> EXERCISE: Find the line with "repository 2d50a21ae6696c80" and the line with "many small refills" in the entries below; output exactly those two lines, every line between them, and no others.

══ PROVIDED DATA

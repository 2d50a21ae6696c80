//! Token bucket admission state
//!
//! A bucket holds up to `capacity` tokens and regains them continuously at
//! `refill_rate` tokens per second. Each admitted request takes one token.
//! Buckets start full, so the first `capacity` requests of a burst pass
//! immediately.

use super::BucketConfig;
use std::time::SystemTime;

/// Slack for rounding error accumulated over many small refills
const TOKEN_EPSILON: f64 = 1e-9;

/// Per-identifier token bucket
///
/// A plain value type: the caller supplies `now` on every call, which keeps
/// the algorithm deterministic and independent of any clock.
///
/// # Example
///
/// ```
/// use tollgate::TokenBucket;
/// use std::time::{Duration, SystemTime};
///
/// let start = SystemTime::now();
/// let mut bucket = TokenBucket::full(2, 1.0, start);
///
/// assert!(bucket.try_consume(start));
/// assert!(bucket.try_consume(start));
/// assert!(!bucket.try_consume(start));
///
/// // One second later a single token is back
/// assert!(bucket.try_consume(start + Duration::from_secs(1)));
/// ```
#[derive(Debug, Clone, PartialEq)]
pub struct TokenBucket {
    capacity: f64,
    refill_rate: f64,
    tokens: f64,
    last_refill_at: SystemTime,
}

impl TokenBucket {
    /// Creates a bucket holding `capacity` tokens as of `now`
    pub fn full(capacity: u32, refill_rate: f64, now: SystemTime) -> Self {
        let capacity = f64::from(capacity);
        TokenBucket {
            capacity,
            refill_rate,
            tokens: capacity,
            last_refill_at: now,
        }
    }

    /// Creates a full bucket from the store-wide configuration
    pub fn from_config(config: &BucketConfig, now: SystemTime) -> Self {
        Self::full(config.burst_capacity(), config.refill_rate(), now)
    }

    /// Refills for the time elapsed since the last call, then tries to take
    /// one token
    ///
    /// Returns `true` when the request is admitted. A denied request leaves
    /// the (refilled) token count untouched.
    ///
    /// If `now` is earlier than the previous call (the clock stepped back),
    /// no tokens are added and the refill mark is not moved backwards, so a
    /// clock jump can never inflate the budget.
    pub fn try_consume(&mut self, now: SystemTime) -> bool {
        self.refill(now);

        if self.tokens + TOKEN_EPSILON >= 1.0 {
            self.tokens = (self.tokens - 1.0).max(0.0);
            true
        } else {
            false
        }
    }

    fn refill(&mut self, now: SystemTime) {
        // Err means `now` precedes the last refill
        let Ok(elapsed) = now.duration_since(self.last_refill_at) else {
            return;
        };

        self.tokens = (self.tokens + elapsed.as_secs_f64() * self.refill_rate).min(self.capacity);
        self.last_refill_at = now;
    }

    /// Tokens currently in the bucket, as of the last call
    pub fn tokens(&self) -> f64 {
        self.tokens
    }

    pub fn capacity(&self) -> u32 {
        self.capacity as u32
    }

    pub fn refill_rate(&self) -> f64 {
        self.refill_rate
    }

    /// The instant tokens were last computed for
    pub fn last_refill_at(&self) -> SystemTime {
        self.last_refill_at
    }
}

════
══ PROVIDED DATA

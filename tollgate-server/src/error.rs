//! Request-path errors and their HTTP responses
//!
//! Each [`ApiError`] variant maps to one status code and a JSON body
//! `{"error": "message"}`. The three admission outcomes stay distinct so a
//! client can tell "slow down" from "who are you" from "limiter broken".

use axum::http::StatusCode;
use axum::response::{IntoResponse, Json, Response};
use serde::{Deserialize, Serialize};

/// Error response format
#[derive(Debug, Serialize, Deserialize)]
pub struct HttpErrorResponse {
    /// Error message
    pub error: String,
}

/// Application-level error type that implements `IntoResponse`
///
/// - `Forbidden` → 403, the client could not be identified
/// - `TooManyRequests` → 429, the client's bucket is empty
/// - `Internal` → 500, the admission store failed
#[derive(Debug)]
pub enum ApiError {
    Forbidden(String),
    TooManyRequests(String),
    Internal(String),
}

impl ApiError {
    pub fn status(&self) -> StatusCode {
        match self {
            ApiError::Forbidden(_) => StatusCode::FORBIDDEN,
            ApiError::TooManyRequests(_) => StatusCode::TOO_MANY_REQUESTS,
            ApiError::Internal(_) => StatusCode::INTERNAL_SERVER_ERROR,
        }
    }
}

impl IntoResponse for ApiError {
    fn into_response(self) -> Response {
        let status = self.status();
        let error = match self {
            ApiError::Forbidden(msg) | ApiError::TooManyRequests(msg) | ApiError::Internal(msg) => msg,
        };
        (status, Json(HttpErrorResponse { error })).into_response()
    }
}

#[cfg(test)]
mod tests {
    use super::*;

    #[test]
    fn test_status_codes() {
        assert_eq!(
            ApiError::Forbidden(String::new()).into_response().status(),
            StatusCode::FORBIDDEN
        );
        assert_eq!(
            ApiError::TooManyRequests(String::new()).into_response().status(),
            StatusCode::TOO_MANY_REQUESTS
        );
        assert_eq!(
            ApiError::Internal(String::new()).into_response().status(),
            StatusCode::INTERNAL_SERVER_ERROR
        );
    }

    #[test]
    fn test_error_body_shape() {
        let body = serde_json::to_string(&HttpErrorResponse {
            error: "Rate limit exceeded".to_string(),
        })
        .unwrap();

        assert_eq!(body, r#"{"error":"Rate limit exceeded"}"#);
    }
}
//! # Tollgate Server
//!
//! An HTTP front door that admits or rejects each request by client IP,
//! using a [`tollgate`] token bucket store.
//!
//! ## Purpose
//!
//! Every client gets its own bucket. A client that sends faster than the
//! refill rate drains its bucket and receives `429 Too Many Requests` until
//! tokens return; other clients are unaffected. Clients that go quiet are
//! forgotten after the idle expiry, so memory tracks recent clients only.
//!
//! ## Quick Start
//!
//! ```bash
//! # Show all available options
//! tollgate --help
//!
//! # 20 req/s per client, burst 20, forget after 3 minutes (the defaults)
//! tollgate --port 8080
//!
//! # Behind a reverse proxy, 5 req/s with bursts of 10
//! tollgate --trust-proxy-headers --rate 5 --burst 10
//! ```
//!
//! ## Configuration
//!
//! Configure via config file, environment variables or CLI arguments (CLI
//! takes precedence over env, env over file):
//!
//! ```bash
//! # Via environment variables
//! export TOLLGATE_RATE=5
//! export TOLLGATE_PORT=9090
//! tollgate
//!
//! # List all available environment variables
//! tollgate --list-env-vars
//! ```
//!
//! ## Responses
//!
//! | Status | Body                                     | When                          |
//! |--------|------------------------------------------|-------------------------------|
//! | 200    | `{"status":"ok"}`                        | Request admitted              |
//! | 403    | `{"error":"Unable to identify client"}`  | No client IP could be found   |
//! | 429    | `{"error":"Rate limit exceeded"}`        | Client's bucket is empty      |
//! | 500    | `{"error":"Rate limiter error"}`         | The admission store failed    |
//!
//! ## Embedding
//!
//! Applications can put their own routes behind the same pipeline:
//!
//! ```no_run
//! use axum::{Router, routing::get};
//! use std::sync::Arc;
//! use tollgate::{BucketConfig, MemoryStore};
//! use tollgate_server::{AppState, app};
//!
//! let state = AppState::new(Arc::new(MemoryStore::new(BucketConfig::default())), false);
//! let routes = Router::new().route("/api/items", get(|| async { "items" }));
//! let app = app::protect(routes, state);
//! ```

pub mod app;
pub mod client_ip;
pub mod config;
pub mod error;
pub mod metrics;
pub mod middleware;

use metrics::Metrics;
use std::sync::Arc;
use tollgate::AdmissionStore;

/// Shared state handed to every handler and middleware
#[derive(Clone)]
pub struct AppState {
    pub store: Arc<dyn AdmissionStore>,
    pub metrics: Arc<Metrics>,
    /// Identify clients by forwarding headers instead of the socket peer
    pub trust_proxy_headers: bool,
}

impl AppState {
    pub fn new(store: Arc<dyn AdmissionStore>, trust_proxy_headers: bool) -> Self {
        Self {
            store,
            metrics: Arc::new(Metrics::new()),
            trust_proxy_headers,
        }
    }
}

════

> ANSWER BOX:
repository 2d50a21ae6696c80
//! Token bucket admission state
//!
//! A bucket holds up to `capacity` tokens and regains them continuously at
//! `refill_rate` tokens per second. Each admitted request takes one token.
//! Buckets start full, so the first `capacity` requests of a burst pass
//! immediately.

use super::BucketConfig;
use std::time::SystemTime;

/// Slack for rounding error accumulated over many small refills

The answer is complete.